**** Available data
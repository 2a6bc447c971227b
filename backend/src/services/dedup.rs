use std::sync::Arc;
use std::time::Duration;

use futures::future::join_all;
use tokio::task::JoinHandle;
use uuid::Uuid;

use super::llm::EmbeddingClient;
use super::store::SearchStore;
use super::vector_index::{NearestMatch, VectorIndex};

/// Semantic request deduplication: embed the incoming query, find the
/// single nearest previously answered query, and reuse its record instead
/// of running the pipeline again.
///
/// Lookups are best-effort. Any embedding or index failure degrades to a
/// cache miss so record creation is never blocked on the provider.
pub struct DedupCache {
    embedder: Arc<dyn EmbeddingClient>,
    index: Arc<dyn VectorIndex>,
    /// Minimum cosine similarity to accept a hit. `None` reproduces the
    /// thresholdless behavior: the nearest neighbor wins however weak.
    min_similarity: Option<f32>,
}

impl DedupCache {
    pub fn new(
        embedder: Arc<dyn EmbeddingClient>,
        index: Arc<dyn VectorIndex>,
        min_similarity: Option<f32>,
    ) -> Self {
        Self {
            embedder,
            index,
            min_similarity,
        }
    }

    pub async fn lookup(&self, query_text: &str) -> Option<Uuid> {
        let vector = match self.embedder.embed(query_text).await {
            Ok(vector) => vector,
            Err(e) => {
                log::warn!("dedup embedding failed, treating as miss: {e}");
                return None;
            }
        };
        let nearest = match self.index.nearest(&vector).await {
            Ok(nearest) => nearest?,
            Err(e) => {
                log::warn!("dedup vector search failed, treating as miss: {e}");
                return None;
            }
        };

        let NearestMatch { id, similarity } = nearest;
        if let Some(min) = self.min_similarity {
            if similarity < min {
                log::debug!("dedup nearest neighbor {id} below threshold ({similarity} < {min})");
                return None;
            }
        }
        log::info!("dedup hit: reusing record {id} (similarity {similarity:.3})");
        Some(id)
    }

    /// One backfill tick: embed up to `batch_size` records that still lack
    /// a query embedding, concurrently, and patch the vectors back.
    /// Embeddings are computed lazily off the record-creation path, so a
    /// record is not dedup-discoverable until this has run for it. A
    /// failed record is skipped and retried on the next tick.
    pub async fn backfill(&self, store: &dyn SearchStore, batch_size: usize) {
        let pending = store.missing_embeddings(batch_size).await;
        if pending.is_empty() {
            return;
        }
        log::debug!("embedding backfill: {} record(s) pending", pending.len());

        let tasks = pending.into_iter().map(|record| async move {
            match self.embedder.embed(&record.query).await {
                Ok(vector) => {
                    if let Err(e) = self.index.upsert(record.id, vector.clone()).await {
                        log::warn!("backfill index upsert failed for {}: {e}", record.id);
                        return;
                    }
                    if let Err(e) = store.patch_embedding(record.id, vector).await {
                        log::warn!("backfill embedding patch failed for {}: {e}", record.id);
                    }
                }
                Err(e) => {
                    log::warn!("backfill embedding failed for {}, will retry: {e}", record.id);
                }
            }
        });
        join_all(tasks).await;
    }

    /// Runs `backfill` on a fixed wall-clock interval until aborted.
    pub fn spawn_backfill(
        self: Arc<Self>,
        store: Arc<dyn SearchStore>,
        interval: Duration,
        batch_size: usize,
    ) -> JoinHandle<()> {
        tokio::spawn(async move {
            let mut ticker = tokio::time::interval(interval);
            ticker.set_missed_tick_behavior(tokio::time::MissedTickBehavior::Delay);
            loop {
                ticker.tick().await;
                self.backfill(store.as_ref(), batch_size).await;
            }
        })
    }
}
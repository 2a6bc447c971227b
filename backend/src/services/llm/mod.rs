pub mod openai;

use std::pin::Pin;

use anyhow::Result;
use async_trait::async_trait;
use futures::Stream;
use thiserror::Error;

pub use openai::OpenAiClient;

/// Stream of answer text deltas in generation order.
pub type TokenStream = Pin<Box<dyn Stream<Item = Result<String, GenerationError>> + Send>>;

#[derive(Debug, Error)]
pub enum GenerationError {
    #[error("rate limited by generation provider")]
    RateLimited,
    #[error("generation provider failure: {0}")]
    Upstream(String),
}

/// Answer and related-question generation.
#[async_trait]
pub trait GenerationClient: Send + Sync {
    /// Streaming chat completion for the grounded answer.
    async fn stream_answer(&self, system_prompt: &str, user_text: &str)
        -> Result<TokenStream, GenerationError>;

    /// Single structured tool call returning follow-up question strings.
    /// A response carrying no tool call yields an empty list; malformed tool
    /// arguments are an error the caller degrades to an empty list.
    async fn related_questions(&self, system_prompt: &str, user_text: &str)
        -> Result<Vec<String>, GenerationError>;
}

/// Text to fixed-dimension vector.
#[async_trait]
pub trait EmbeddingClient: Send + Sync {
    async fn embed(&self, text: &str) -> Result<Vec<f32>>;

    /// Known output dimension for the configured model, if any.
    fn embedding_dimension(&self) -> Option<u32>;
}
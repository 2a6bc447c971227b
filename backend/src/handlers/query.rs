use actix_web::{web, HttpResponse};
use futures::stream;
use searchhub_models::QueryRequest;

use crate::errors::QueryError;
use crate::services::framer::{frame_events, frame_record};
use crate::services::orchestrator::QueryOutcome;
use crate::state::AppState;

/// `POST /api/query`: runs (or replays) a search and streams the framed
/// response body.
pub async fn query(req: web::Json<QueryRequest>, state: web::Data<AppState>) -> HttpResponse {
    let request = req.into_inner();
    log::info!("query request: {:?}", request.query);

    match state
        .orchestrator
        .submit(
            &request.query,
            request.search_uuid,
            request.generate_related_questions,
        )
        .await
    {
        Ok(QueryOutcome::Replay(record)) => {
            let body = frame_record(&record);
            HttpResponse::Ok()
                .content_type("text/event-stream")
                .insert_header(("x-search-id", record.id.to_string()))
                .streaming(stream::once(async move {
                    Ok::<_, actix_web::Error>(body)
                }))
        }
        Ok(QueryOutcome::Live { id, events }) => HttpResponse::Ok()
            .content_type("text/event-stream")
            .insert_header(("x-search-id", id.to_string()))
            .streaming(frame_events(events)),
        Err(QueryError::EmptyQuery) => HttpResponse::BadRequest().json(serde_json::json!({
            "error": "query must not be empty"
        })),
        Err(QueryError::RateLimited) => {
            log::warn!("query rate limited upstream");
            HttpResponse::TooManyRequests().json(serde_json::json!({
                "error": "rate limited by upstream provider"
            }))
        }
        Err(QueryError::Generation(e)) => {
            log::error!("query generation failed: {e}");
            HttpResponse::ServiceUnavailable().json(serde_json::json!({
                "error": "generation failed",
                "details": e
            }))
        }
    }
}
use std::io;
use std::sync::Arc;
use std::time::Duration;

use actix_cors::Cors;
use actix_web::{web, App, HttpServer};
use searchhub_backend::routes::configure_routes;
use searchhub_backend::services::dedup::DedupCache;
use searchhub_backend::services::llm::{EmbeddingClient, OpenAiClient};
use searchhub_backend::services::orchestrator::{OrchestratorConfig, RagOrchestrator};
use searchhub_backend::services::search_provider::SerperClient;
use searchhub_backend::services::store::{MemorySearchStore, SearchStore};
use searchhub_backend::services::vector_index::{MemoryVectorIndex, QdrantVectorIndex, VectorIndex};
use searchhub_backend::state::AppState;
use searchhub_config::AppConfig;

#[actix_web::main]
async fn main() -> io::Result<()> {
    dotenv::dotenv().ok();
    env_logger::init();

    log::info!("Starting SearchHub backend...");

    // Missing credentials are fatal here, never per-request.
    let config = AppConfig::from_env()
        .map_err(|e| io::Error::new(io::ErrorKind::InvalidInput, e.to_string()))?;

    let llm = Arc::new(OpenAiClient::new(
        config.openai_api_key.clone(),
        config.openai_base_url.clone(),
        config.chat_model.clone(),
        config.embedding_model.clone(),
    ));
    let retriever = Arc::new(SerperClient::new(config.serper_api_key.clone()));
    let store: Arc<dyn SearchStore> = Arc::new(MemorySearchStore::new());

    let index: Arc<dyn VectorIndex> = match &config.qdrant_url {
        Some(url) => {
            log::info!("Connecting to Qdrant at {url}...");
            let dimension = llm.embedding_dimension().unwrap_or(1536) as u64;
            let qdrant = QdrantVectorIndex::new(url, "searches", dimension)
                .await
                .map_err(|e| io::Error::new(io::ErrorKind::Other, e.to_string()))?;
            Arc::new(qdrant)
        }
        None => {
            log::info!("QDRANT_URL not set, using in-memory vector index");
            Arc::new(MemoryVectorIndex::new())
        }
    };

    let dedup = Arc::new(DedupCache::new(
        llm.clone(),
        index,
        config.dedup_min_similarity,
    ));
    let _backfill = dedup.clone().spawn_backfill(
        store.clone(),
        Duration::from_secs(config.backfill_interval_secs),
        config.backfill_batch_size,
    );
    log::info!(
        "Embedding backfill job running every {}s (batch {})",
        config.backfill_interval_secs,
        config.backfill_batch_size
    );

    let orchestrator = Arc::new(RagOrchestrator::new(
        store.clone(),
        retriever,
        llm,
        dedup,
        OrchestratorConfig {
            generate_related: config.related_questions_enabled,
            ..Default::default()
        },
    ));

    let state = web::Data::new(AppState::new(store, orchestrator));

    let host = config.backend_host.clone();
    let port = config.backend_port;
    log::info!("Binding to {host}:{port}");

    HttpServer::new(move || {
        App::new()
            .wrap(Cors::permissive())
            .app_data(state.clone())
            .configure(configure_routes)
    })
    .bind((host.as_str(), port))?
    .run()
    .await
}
********
**** Available data
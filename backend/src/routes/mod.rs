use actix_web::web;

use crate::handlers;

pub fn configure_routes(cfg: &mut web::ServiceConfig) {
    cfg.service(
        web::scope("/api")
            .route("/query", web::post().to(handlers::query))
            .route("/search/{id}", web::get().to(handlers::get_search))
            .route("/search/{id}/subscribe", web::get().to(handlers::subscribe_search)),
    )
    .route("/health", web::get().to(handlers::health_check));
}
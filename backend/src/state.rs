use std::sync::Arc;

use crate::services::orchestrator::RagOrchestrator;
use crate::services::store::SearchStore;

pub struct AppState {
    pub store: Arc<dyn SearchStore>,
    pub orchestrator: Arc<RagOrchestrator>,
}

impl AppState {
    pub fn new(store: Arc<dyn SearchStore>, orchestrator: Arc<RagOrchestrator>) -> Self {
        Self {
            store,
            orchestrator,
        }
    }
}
********
For the string "pending", filter the data and copy out each line where it occurs.

- Result -
        let pending = store.missing_embeddings(batch_size).await;
        if pending.is_empty() {
        log::debug!("embedding backfill: {} record(s) pending", pending.len());
        let tasks = pending.into_iter().map(|record| async move {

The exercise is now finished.